### Dataset entries:

###

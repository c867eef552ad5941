use std::collections::HashMap;
use std::sync::atomic::{AtomicUsize, Ordering};
use std::sync::{Arc, Mutex as StdMutex, RwLock as StdRwLock};

use async_trait::async_trait;
use tokio::sync::{Mutex, RwLock};
use tracing::debug;

use super::{Catalog, RowWrite, Scope, Store, Table, TableSchema};
use crate::core::{DataType, DbError, EntityId, Result, Row};
use crate::patch::{ColumnPatch, PatchDialect, PostgresDialect, SchemaSource, SqlFragment, apply_patches};
use crate::transaction::TxId;

/// Writes made by one open transaction, replayed over its parent's view.
struct TxOverlay {
    parent: Option<TxId>,
    writes: Vec<(String, RowWrite)>,
}

#[derive(Default)]
struct Faults {
    next_update: Option<String>,
    next_commit: Option<String>,
    schema_lookups: bool,
}

/// In-memory [`Store`] with nested transactions.
///
/// Committed rows live in per-table locks. An open transaction only records
/// its writes; reads inside it see the committed rows with every overlay of
/// its ancestor chain applied. Committing a nested transaction folds its
/// writes into the parent; committing a top-level one applies them.
///
/// Each update is also rendered through [`PostgresDialect`] and kept in a
/// statement log, and a few fault hooks let callers simulate store failures.
pub struct MemoryStore {
    catalog: StdRwLock<Catalog>,
    tables: RwLock<HashMap<String, Arc<RwLock<Table>>>>,
    transactions: Mutex<HashMap<TxId, TxOverlay>>,
    dialect: PostgresDialect,
    statements: StdMutex<Vec<SqlFragment>>,
    faults: StdMutex<Faults>,
    update_calls: AtomicUsize,
    schema_lookups: AtomicUsize,
}

impl Default for MemoryStore {
    fn default() -> Self {
        Self::new()
    }
}

impl MemoryStore {
    pub fn new() -> Self {
        Self {
            catalog: StdRwLock::new(Catalog::new()),
            tables: RwLock::new(HashMap::new()),
            transactions: Mutex::new(HashMap::new()),
            dialect: PostgresDialect,
            statements: StdMutex::new(Vec::new()),
            faults: StdMutex::new(Faults::default()),
            update_calls: AtomicUsize::new(0),
            schema_lookups: AtomicUsize::new(0),
        }
    }

    pub async fn create_table(&self, schema: TableSchema) -> Result<()> {
        let name = schema.name().to_string();
        {
            let mut catalog = self.catalog.write()?;
            *catalog = catalog.clone().with_table(schema.clone())?;
        }
        self.tables
            .write()
            .await
            .insert(name, Arc::new(RwLock::new(Table::new(schema))));
        Ok(())
    }

    pub fn catalog(&self) -> Result<Catalog> {
        Ok(self.catalog.read()?.clone())
    }

    /// Committed rows of `table`.
    pub async fn committed_rows(&self, table: &str) -> Result<Vec<Row>> {
        let handle = self.table_handle(table).await?;
        let rows = handle.read().await.rows().to_vec();
        Ok(rows)
    }

    pub async fn open_transactions(&self) -> usize {
        self.transactions.lock().await.len()
    }

    /// Statements rendered for every update so far, oldest first. Clears the log.
    pub fn take_statements(&self) -> Vec<SqlFragment> {
        std::mem::take(&mut *self.statements.lock().unwrap_or_else(|e| e.into_inner()))
    }

    pub fn update_calls(&self) -> usize {
        self.update_calls.load(Ordering::SeqCst)
    }

    pub fn schema_lookups(&self) -> usize {
        self.schema_lookups.load(Ordering::SeqCst)
    }

    /// Makes the next `update` fail with `reason`.
    pub fn fail_next_update(&self, reason: impl Into<String>) {
        self.faults.lock().unwrap_or_else(|e| e.into_inner()).next_update = Some(reason.into());
    }

    /// Makes the next `commit` fail with `reason`; the transaction stays open.
    pub fn fail_next_commit(&self, reason: impl Into<String>) {
        self.faults.lock().unwrap_or_else(|e| e.into_inner()).next_commit = Some(reason.into());
    }

    /// Makes column type lookups fail until switched off.
    pub fn fail_schema_lookups(&self, failing: bool) {
        self.faults.lock().unwrap_or_else(|e| e.into_inner()).schema_lookups = failing;
    }

    fn take_fault(&self, pick: impl FnOnce(&mut Faults) -> Option<String>) -> Result<()> {
        let mut faults = self.faults.lock()?;
        match pick(&mut faults) {
            Some(reason) => Err(DbError::Store(reason)),
            None => Ok(()),
        }
    }

    async fn table_handle(&self, table: &str) -> Result<Arc<RwLock<Table>>> {
        self.tables
            .read()
            .await
            .get(table)
            .cloned()
            .ok_or_else(|| DbError::Store(format!("table '{}' does not exist", table)))
    }

    /// Overlays from the outermost ancestor down to `id`.
    fn chain(txs: &HashMap<TxId, TxOverlay>, id: TxId) -> Result<Vec<&TxOverlay>> {
        let mut chain = Vec::new();
        let mut current = Some(id);
        while let Some(tx_id) = current {
            let overlay = txs
                .get(&tx_id)
                .ok_or_else(|| DbError::TransactionState(tx_id.to_string(), "not active".into()))?;
            chain.push(overlay);
            current = overlay.parent;
        }
        chain.reverse();
        Ok(chain)
    }

    async fn overlay_view(
        &self,
        txs: &HashMap<TxId, TxOverlay>,
        id: TxId,
        table: &str,
    ) -> Result<Table> {
        let chain = Self::chain(txs, id)?;
        let handle = self.table_handle(table).await?;
        let mut view = handle.read().await.clone();
        for overlay in chain {
            for (target, write) in &overlay.writes {
                if target == table {
                    view.apply(write);
                }
            }
        }
        Ok(view)
    }

    async fn view(&self, scope: Scope, table: &str) -> Result<Table> {
        match scope {
            Scope::Auto => {
                let handle = self.table_handle(table).await?;
                let view = handle.read().await.clone();
                Ok(view)
            }
            Scope::Tx(id) => {
                let txs = self.transactions.lock().await;
                self.overlay_view(&txs, id, table).await
            }
        }
    }

    /// Runs `plan` against the current view and records the write it returns.
    async fn write<F>(&self, scope: Scope, table: &str, plan: F) -> Result<Option<Row>>
    where
        F: FnOnce(&Table) -> Result<Option<(RowWrite, Option<Row>)>> + Send,
    {
        match scope {
            Scope::Auto => {
                let handle = self.table_handle(table).await?;
                let mut guard = handle.write().await;
                match plan(&guard)? {
                    Some((write, row)) => {
                        guard.apply(&write);
                        Ok(row)
                    }
                    None => Ok(None),
                }
            }
            Scope::Tx(id) => {
                let mut txs = self.transactions.lock().await;
                let view = self.overlay_view(&txs, id, table).await?;
                match plan(&view)? {
                    Some((write, row)) => {
                        let overlay = txs.get_mut(&id).ok_or_else(|| {
                            DbError::TransactionState(id.to_string(), "not active".into())
                        })?;
                        overlay.writes.push((table.to_string(), write));
                        Ok(row)
                    }
                    None => Ok(None),
                }
            }
        }
    }
}

fn key_column(table: &Table) -> Result<String> {
    table
        .schema()
        .key_column()
        .map(str::to_string)
        .ok_or_else(|| DbError::Store(format!("table '{}' has no key column", table.schema().name())))
}

#[async_trait]
impl Store for MemoryStore {
    async fn begin(&self, parent: Option<TxId>) -> Result<TxId> {
        let mut txs = self.transactions.lock().await;
        if let Some(parent) = parent {
            if !txs.contains_key(&parent) {
                return Err(DbError::TransactionState(parent.to_string(), "not active".into()));
            }
        }
        let id = TxId::new();
        txs.insert(
            id,
            TxOverlay {
                parent,
                writes: Vec::new(),
            },
        );
        debug!("Began {} (parent: {:?})", id, parent);
        Ok(id)
    }

    async fn commit(&self, tx: TxId) -> Result<()> {
        let mut txs = self.transactions.lock().await;
        let parent = txs
            .get(&tx)
            .ok_or_else(|| DbError::TransactionState(tx.to_string(), "not active".into()))?
            .parent;
        if let Some(parent) = parent {
            if !txs.contains_key(&parent) {
                return Err(DbError::TransactionState(parent.to_string(), "not active".into()));
            }
        }
        let open_children = txs
            .values()
            .filter(|overlay| overlay.parent == Some(tx))
            .count();
        if open_children > 0 {
            return Err(DbError::TransactionState(
                tx.to_string(),
                format!("{} nested transaction(s) still open", open_children),
            ));
        }
        self.take_fault(|faults| faults.next_commit.take())?;

        let overlay = txs
            .remove(&tx)
            .ok_or_else(|| DbError::TransactionState(tx.to_string(), "not active".into()))?;

        match overlay.parent {
            Some(parent) => {
                let parent_overlay = txs.get_mut(&parent).ok_or_else(|| {
                    DbError::TransactionState(parent.to_string(), "not active".into())
                })?;
                parent_overlay.writes.extend(overlay.writes);
            }
            None => {
                for (table, write) in &overlay.writes {
                    let handle = self.table_handle(table).await?;
                    handle.write().await.apply(write);
                }
            }
        }
        debug!("Committed {}", tx);
        Ok(())
    }

    async fn rollback(&self, tx: TxId) -> Result<()> {
        let mut txs = self.transactions.lock().await;
        if txs.remove(&tx).is_none() {
            return Err(DbError::TransactionState(tx.to_string(), "not active".into()));
        }

        // Nested transactions cannot outlive their parent.
        loop {
            let orphans: Vec<TxId> = txs
                .iter()
                .filter(|(_, overlay)| {
                    overlay
                        .parent
                        .map(|parent| !txs.contains_key(&parent))
                        .unwrap_or(false)
                })
                .map(|(id, _)| *id)
                .collect();
            if orphans.is_empty() {
                break;
            }
            for id in orphans {
                txs.remove(&id);
            }
        }
        debug!("Rolled back {}", tx);
        Ok(())
    }

    async fn fetch(&self, scope: Scope, table: &str, id: &EntityId) -> Result<Option<Row>> {
        let view = self.view(scope, table).await?;
        Ok(view.get(id.value()).cloned())
    }

    async fn fetch_all(&self, scope: Scope, table: &str) -> Result<Vec<Row>> {
        Ok(self.view(scope, table).await?.into_rows())
    }

    async fn insert(&self, scope: Scope, table: &str, row: Row) -> Result<Row> {
        let stored = self
            .write(scope, table, move |view| {
                view.schema().validate_row(&row)?;
                let key = view.schema().key_of(&row);
                if let Some(key) = &key {
                    if view.get(key).is_some() {
                        return Err(DbError::Store(format!(
                            "duplicate key {} in '{}'",
                            key,
                            view.schema().name()
                        )));
                    }
                }
                Ok(Some((
                    RowWrite::Put {
                        key,
                        row: row.clone(),
                    },
                    Some(row),
                )))
            })
            .await?;
        stored.ok_or_else(|| DbError::Store("insert produced no row".into()))
    }

    async fn upsert(&self, scope: Scope, table: &str, row: Row) -> Result<Row> {
        let stored = self
            .write(scope, table, move |view| {
                view.schema().validate_row(&row)?;
                let key = view.schema().key_of(&row);
                Ok(Some((
                    RowWrite::Put {
                        key,
                        row: row.clone(),
                    },
                    Some(row),
                )))
            })
            .await?;
        stored.ok_or_else(|| DbError::Store("upsert produced no row".into()))
    }

    async fn update(
        &self,
        scope: Scope,
        table: &str,
        id: &EntityId,
        patches: &[ColumnPatch],
    ) -> Result<Row> {
        self.update_calls.fetch_add(1, Ordering::SeqCst);
        self.take_fault(|faults| faults.next_update.take())?;

        let key = id.value().clone();
        let table_name = table.to_string();
        let entity_id = id.to_string();
        let patches = patches.to_vec();

        let (statement, stored) = {
            let statement_slot = StdMutex::new(None);
            let stored = self
                .write(scope, table, |view| {
                    let key_column = key_column(view)?;
                    *statement_slot.lock()? = Some(self.dialect.render_update(
                        &table_name,
                        &key_column,
                        &key,
                        &patches,
                    ));

                    let mut row = view
                        .get(&key)
                        .cloned()
                        .ok_or_else(|| DbError::NotFound(table_name.clone(), entity_id.clone()))?;
                    apply_patches(&mut row, &patches)?;
                    view.schema().validate_row(&row)?;
                    Ok(Some((
                        RowWrite::Put {
                            key: Some(key.clone()),
                            row: row.clone(),
                        },
                        Some(row),
                    )))
                })
                .await?;
            let statement = statement_slot.into_inner()?;
            (statement, stored)
        };

        if let Some(statement) = statement {
            debug!("{} {:?}", statement.sql, statement.args);
            self.statements.lock()?.push(statement);
        }
        stored.ok_or_else(|| DbError::NotFound(table.to_string(), id.to_string()))
    }

    async fn delete(&self, scope: Scope, table: &str, id: &EntityId) -> Result<bool> {
        let key = id.value().clone();
        let removed = self
            .write(scope, table, move |view| {
                if view.get(&key).is_none() {
                    return Ok(None);
                }
                let row = view.get(&key).cloned();
                Ok(Some((RowWrite::Delete { key }, row)))
            })
            .await?;
        Ok(removed.is_some())
    }
}

#[async_trait]
impl SchemaSource for MemoryStore {
    async fn column_type(&self, table: &str, column: &str) -> Result<Option<DataType>> {
        self.schema_lookups.fetch_add(1, Ordering::SeqCst);
        if self.faults.lock()?.schema_lookups {
            return Err(DbError::SchemaLookup {
                table: table.to_string(),
                column: column.to_string(),
                reason: "catalog unavailable".to_string(),
            });
        }
        Ok(self.catalog.read()?.column_type(table, column))
    }
}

###

Going through the data above, return each line with the word "struct".

### Problem solution:
struct TxOverlay {
struct Faults {
pub struct MemoryStore {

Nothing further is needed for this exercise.